WHAT THE TASK ASKS: Transcribe exactly the span of lines that begins the records and ends with the line holding "calls are awaited", both boundary lines included.

DATASET EXTRACT:
····················

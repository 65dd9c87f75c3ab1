//! Batch import orchestrator
//!
//! A run moves through four phases:
//!
//! ```text
//! LOADING → PRECHECK → PROCESSING → REPORTING
//! ```
//!
//! LOADING and PRECHECK failures are batch-fatal: the run stops before any
//! record reaches the store. A store given by URL is only opened once the
//! precheck has passed, so a rejected batch never creates a database. During PROCESSING every failure is caught and
//! recorded against its record; the batch always runs to completion.
//!
//! Records are processed strictly one at a time. Store calls are awaited
//! before the next record starts, which also keeps sequence-number
//! allocation ordered.

use chrono::Utc;
use qbank_common::config::{IdStrategy, SpreadsheetConfig, SubjectConfig};
use qbank_common::question::{ImportInfo, QuestionRecord, ValidationStatus};
use std::fmt;
use std::path::PathBuf;
use std::sync::Arc;
use tokio::sync::OnceCell;
use tracing::{debug, info, warn};
use uuid::Uuid;

use super::question_checker::QuestionChecker;
use super::question_id;
use super::question_transformer::{steps, QuestionTransformer};
use super::record_validator::RecordValidator;
use crate::db::{self, QuestionStore};
use crate::error::{ImportError, Result};
use crate::loaders;
use crate::models::{
    ImportReport, ImportResult, ImportStats, RecordOutcome, RunMode, SourceRecord,
    UnmappedRecord,
};

pub const DRY_RUN_WARNING: &str = "Dry run mode - validation successful";
const SOURCE_SYSTEM: &str = "wordpress";
const IMPORTER_NAME: &str = "qbank-import";

/// Run phase, for logging
#[derive(Debug, Clone, Copy, PartialEq, Eq)]
pub enum BatchPhase {
    Loading,
    Precheck,
    Processing,
    Reporting,
}

impl fmt::Display for BatchPhase {
    fn fmt(&self, f: &mut fmt::Formatter<'_>) -> fmt::Result {
        match self {
            BatchPhase::Loading => f.write_str("LOADING"),
            BatchPhase::Precheck => f.write_str("PRECHECK"),
            BatchPhase::Processing => f.write_str("PROCESSING"),
            BatchPhase::Reporting => f.write_str("REPORTING"),
        }
    }
}

/// Input files for one run
#[derive(Debug, Clone)]
pub struct ImportRequest {
    pub source_path: PathBuf,
    pub categories_path: PathBuf,
    pub spreadsheet: SpreadsheetConfig,
}

/// Completed run
#[derive(Debug, Clone)]
pub struct BatchOutcome {
    pub report: ImportReport,
    pub report_path: PathBuf,
}

/// Records processed plus the per-record results
#[derive(Debug, Clone, Default)]
pub struct ProcessedBatch {
    pub stats: ImportStats,
    pub results: Vec<RecordOutcome>,
}

pub struct BatchImporter {
    mode: RunMode,
    transformer: QuestionTransformer,
    validator: RecordValidator,
    checker: QuestionChecker,
    store: OnceCell<Arc<dyn QuestionStore>>,
    database_url: Option<String>,
    id_strategy: IdStrategy,
    limit: Option<usize>,
    run_id: Uuid,
}

impl BatchImporter {
    /// Validate and transform only; nothing is persisted
    pub fn dry_run(transformer: QuestionTransformer) -> Self {
        Self::build(RunMode::DryRun, transformer, OnceCell::new(), None)
    }

    pub fn live(transformer: QuestionTransformer, store: Arc<dyn QuestionStore>) -> Self {
        Self::build(RunMode::Live, transformer, OnceCell::new_with(Some(store)), None)
    }

    /// Live import into the SQLite question bank at `database_url`
    ///
    /// The connection is made on first use, after the precheck.
    pub fn live_at(transformer: QuestionTransformer, database_url: impl Into<String>) -> Self {
        Self::build(
            RunMode::Live,
            transformer,
            OnceCell::new(),
            Some(database_url.into()),
        )
    }

    fn build(
        mode: RunMode,
        transformer: QuestionTransformer,
        store: OnceCell<Arc<dyn QuestionStore>>,
        database_url: Option<String>,
    ) -> Self {
        let validator = RecordValidator::new(transformer.subject(), mode);
        let checker = QuestionChecker::new(transformer.subject());
        Self {
            mode,
            transformer,
            validator,
            checker,
            store,
            database_url,
            id_strategy: IdStrategy::Source,
            limit: None,
            run_id: Uuid::new_v4(),
        }
    }

    pub fn with_id_strategy(mut self, id_strategy: IdStrategy) -> Self {
        self.id_strategy = id_strategy;
        self.validator = self.validator.with_id_strategy(id_strategy);
        self
    }

    /// Process at most `limit` records (after the precheck, which sees all)
    pub fn with_limit(mut self, limit: Option<usize>) -> Self {
        self.limit = limit;
        self
    }

    pub fn mode(&self) -> RunMode {
        self.mode
    }

    pub fn run_id(&self) -> Uuid {
        self.run_id
    }

    fn subject(&self) -> &SubjectConfig {
        self.transformer.subject()
    }

    /// Live store, connecting on first call; `None` in dry runs
    async fn store(&self) -> Result<Option<&Arc<dyn QuestionStore>>> {
        if self.mode != RunMode::Live {
            return Ok(None);
        }
        let Some(url) = self.database_url.as_deref() else {
            return Ok(self.store.get());
        };

        let store = self
            .store
            .get_or_try_init(|| async {
                let store = db::open_store(url).await.map_err(persistence)?;
                info!("✓ Connected to question bank");
                Ok::<Arc<dyn QuestionStore>, ImportError>(Arc::new(store))
            })
            .await?;
        Ok(Some(store))
    }

    /// Full run over the request's files, ending with the report on disk
    pub async fn run(&self, request: &ImportRequest) -> Result<BatchOutcome> {
        info!(
            "[{}] Run {} ({}): {} + {}",
            BatchPhase::Loading,
            self.run_id,
            self.mode,
            request.source_path.display(),
            request.categories_path.display()
        );
        let export = loaders::load_source_export(&request.source_path).await?;
        let sheet = loaders::load_category_sheet(&request.categories_path, &request.spreadsheet)?;
        let mut records = export.records;
        loaders::assign_categories(&mut records, &sheet);

        info!("[{}] Checking {} categories", BatchPhase::Precheck, records.len());
        self.precheck(&records)?;
        self.store().await?;

        let selected = match self.limit {
            Some(limit) if limit < records.len() => {
                info!("Limiting run to {} of {} records", limit, records.len());
                &records[..limit]
            }
            _ => &records[..],
        };

        info!("[{}] {} records", BatchPhase::Processing, selected.len());
        let processed = self.process(selected).await;

        info!("[{}] {}", BatchPhase::Reporting, processed.stats.display_string());
        let report = ImportReport {
            timestamp: Utc::now(),
            mode: self.mode,
            run_id: self.run_id.to_string(),
            source_file: request.source_path.clone(),
            category_file: request.categories_path.clone(),
            source_sha256: export.sha256,
            stats: processed.stats,
            results: processed.results,
        };
        let report_path = report.write().await?;

        Ok(BatchOutcome {
            report,
            report_path,
        })
    }

    /// All-or-nothing category gate
    ///
    /// Fails with every unmappable record listed. An empty batch fails too.
    pub fn precheck(&self, records: &[SourceRecord]) -> Result<()> {
        if records.is_empty() {
            return Err(ImportError::EmptySource(PathBuf::new()));
        }

        let mapper = self.transformer.mapper();
        let unmapped: Vec<UnmappedRecord> = records
            .iter()
            .filter(|r| match r.category_label() {
                Some(category) => mapper.map_category(category).is_err(),
                None => true,
            })
            .map(|r| UnmappedRecord {
                source_id: r.id.to_string(),
                title: r.title.clone(),
                category: r.category_label().map(str::to_string),
            })
            .collect();

        if unmapped.is_empty() {
            info!("All {} records have a mappable category", records.len());
            return Ok(());
        }

        warn!(
            "{} of {} records have no mappable category",
            unmapped.len(),
            records.len()
        );
        Err(ImportError::PrecheckFailed {
            unmapped,
            total: records.len(),
        })
    }

    /// Import each record in order, never aborting
    pub async fn process(&self, records: &[SourceRecord]) -> ProcessedBatch {
        let mut batch = ProcessedBatch::default();
        let total = records.len();

        for (index, record) in records.iter().enumerate() {
            let result = self.import_record(record).await;

            if result.success {
                debug!(
                    "[{}/{}] {} → {}",
                    index + 1,
                    total,
                    record.id,
                    result.question_id.as_deref().unwrap_or_default()
                );
            } else {
                warn!(
                    "[{}/{}] {} failed: {}",
                    index + 1,
                    total,
                    record.id,
                    result.errors.as_deref().unwrap_or_default().join("; ")
                );
            }

            batch.stats.record(record, &result);
            info!(
                "Processed {}/{} ({} ok, {} failed)",
                index + 1,
                total,
                batch.stats.successful,
                batch.stats.failed
            );
            batch.results.push(RecordOutcome {
                source_id: record.id.to_string(),
                title: record.title.clone(),
                result,
            });
        }

        batch
    }

    /// One record through validate → transform → check → persist
    pub async fn import_record(&self, record: &SourceRecord) -> ImportResult {
        let errors = self.validator.validate(record);
        if !errors.is_empty() {
            return ImportResult::failed(errors);
        }

        match self.try_import(record).await {
            Ok(result) => result,
            Err(e) => ImportResult::failed(e.into_messages()),
        }
    }

    async fn try_import(&self, record: &SourceRecord) -> Result<ImportResult> {
        let transformed = self.transformer.transform_detailed(record)?;
        let mut question = transformed.question;

        let problems = self.checker.check(&question, self.transformer.mapper());
        if !problems.is_empty() {
            return Err(ImportError::InvalidQuestion(problems));
        }

        let Some(store) = self.store().await? else {
            return Ok(ImportResult::succeeded(
                question.id,
                vec![DRY_RUN_WARNING.to_string()],
            ));
        };

        let subject = self.subject();
        if self.id_strategy == IdStrategy::Sequence {
            let next = store
                .next_sequence_number(&subject.subject_id, &subject.domain_id)
                .await
                .map_err(persistence)?;
            question.id = question_id::generate(&subject.subject_code, &subject.domain_code, next);
            question_id::check_format(&question.id, &subject.subject_code, &subject.domain_code)
                .map_err(|e| ImportError::InvalidQuestion(vec![e.to_string()]))?;
        }

        let mut warnings = Vec::new();
        if store
            .get_question(&question.id)
            .await
            .map_err(persistence)?
            .is_some()
        {
            warn!("Question {} already exists, replacing", question.id);
            warnings.push(format!("Replaced existing question {}", question.id));
        }

        let id = question.id.clone();
        let validation_status = if transformed
            .transformations
            .iter()
            .any(|step| step == steps::HTML_CLEANUP_ONLY)
        {
            ValidationStatus::Warning
        } else {
            ValidationStatus::Valid
        };
        let import_info = ImportInfo {
            system: SOURCE_SYSTEM.to_string(),
            original_id: record.id.to_string(),
            original_title: record.title.clone(),
            original_category: record.category_label().unwrap_or_default().to_string(),
            run_id: self.run_id.to_string(),
            imported_by: IMPORTER_NAME.to_string(),
            transformations: transformed.transformations,
            imported_at: Utc::now().to_rfc3339(),
        };
        store
            .save_question(&QuestionRecord {
                question,
                validation_status,
                import_info,
            })
            .await
            .map_err(persistence)?;

        Ok(ImportResult::succeeded(id, warnings))
    }
}

fn persistence(e: qbank_common::Error) -> ImportError {
    ImportError::Persistence(e.to_string())
}
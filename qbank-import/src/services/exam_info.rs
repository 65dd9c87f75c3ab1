//! Exam designator extraction and reconciliation
//!
//! Titles and question bodies carry the exam sitting in Hebrew, e.g.
//! `שאלה 12 - קיץ 2022 מועד א`. Winter and autumn sittings fold into
//! `spring`, spring into `summer`; moed ג has no canonical counterpart and
//! parses as absent.

use once_cell::sync::Lazy;
use qbank_common::question::{Moed, Season};
use regex::Regex;
use serde::Serialize;

static YEAR: Lazy<Regex> = Lazy::new(|| Regex::new(r"20[0-9]{2}").unwrap());
static SEASON: Lazy<Regex> = Lazy::new(|| Regex::new(r"(קיץ|חורף|אביב|סתיו)").unwrap());
static MOED: Lazy<Regex> = Lazy::new(|| Regex::new(r"(מועד א|מועד ב|מועד ג)").unwrap());
static ORDER: Lazy<Regex> = Lazy::new(|| Regex::new(r"שאלה ([0-9]+)").unwrap());

/// Exam designator fields found in a piece of text
#[derive(Debug, Clone, Copy, Default, PartialEq, Eq, Serialize)]
pub struct ExamInfo {
    pub year: Option<u16>,
    pub season: Option<Season>,
    pub moed: Option<Moed>,
    pub order: Option<u32>,
}

impl ExamInfo {
    /// Year, season or moed present; order alone does not identify a sitting
    pub fn identifies_sitting(&self) -> bool {
        self.year.is_some() || self.season.is_some() || self.moed.is_some()
    }
}

/// Result of scanning a question body
#[derive(Debug, Clone, PartialEq, Eq)]
pub struct BodyExtraction {
    /// Body with the designator line removed, if there was one
    pub cleaned_text: String,
    /// `None` when the body names no sitting
    pub exam_info: Option<ExamInfo>,
}

/// Parse whatever designator fields `text` contains
pub fn parse(text: &str) -> ExamInfo {
    ExamInfo {
        year: YEAR.find(text).and_then(|m| m.as_str().parse().ok()),
        season: SEASON.find(text).map(|m| match m.as_str() {
            "קיץ" | "אביב" => Season::Summer,
            _ => Season::Spring,
        }),
        moed: MOED.find(text).and_then(|m| match m.as_str() {
            "מועד א" => Some(Moed::A),
            "מועד ב" => Some(Moed::B),
            _ => None,
        }),
        order: ORDER
            .captures(text)
            .and_then(|c| c.get(1))
            .and_then(|m| m.as_str().parse().ok()),
    }
}

/// Split a leading designator line off a question body
///
/// Only the first line is inspected, and only when more lines follow it.
pub fn extract_from_body(body: &str) -> BodyExtraction {
    let unchanged = || BodyExtraction {
        cleaned_text: body.to_string(),
        exam_info: None,
    };

    let Some((first_line, rest)) = body.split_once('\n') else {
        return unchanged();
    };

    let info = parse(first_line.trim());
    if !info.identifies_sitting() {
        return unchanged();
    }

    BodyExtraction {
        cleaned_text: rest.trim().to_string(),
        exam_info: Some(info),
    }
}

/// Compare title and body designators
///
/// Only fields present on both sides are compared. Returns one message per
/// disagreeing field; empty means consistent.
pub fn reconcile(title: &ExamInfo, body: &ExamInfo) -> Vec<String> {
    let mut errors = Vec::new();

    if let (Some(t), Some(b)) = (title.year, body.year) {
        if t != b {
            errors.push(format!("Year mismatch: {} in title vs {} in question", t, b));
        }
    }
    if let (Some(t), Some(b)) = (title.season, body.season) {
        if t != b {
            errors.push(format!("Season mismatch: {} in title vs {} in question", t, b));
        }
    }
    if let (Some(t), Some(b)) = (title.moed, body.moed) {
        if t != b {
            errors.push(format!("Moed mismatch: {} in title vs {} in question", t, b));
        }
    }

    errors
}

····················

SOLUTION:
repository 65dd9c87f75c3ab1
//! Batch import orchestrator
//!
//! A run moves through four phases:
//!
//! ```text
//! LOADING → PRECHECK → PROCESSING → REPORTING
//! ```
//!
//! LOADING and PRECHECK failures are batch-fatal: the run stops before any
//! record reaches the store. A store given by URL is only opened once the
//! precheck has passed, so a rejected batch never creates a database. During PROCESSING every failure is caught and
//! recorded against its record; the batch always runs to completion.
//!
//! Records are processed strictly one at a time. Store calls are awaited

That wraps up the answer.